Work to be completed
The answer must consist of every line from the data that holds "queried".

(Dataset entries)
--- START ---

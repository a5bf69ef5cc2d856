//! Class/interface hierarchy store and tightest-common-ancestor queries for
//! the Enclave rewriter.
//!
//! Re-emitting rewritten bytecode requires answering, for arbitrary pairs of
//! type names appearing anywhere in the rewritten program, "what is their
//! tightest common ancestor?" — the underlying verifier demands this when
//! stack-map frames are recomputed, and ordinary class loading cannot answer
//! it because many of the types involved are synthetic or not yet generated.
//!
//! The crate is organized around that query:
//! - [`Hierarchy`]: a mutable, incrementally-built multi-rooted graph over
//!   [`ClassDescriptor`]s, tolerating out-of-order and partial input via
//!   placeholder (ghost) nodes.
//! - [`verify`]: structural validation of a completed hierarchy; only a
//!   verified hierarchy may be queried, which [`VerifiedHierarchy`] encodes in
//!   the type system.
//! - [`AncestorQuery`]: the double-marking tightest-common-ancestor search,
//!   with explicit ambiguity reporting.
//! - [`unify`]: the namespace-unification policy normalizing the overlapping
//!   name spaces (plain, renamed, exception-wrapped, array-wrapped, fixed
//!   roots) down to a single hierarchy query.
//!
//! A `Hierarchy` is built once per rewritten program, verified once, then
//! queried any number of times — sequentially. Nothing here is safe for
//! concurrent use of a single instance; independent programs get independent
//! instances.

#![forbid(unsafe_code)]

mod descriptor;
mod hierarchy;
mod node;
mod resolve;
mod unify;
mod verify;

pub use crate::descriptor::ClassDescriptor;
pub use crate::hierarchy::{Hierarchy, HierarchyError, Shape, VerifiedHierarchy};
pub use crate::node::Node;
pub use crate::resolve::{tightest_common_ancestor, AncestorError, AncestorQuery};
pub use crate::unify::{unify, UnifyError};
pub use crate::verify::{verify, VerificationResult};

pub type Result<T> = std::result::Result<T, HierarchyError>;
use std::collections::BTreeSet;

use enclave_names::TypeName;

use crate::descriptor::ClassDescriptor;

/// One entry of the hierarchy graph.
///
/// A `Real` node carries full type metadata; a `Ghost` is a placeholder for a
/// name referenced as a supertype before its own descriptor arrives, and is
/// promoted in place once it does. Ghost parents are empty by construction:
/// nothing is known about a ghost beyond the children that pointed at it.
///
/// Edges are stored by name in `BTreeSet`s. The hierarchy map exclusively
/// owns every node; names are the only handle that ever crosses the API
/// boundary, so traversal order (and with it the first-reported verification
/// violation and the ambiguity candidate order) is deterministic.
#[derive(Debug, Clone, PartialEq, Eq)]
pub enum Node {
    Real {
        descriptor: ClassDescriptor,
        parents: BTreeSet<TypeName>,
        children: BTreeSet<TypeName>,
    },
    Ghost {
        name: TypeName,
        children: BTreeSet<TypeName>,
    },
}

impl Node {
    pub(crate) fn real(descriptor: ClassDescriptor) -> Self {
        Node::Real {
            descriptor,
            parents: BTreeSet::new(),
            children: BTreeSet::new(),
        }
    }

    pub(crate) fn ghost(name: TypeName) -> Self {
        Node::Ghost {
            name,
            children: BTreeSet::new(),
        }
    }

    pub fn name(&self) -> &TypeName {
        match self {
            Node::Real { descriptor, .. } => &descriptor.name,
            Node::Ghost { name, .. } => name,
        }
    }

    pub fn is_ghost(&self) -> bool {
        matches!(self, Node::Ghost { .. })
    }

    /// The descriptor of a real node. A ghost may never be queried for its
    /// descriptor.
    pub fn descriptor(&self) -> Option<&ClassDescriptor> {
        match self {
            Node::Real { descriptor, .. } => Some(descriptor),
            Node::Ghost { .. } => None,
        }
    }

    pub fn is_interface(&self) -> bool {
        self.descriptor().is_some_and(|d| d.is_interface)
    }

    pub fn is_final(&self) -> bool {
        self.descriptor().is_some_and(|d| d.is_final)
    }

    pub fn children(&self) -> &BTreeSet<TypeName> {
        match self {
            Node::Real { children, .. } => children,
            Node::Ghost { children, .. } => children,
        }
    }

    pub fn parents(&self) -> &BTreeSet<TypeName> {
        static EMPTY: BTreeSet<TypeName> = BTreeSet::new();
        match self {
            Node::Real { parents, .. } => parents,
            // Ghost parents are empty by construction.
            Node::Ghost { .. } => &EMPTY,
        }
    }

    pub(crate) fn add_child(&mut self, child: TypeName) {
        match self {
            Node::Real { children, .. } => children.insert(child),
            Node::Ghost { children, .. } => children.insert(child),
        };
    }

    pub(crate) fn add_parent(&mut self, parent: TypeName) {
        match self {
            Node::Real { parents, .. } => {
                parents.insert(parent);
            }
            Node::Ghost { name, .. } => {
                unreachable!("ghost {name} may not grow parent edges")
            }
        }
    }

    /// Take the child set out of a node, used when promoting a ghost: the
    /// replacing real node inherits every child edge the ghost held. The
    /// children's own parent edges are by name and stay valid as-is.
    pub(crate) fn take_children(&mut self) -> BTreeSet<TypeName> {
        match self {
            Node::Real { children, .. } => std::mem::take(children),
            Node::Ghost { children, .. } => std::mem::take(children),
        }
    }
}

--- END ---

Answer space
//!   verified hierarchy may be queried, which [`VerifiedHierarchy`] encodes in
//! queried any number of times — sequentially. Nothing here is safe for
    /// The descriptor of a real node. A ghost may never be queried for its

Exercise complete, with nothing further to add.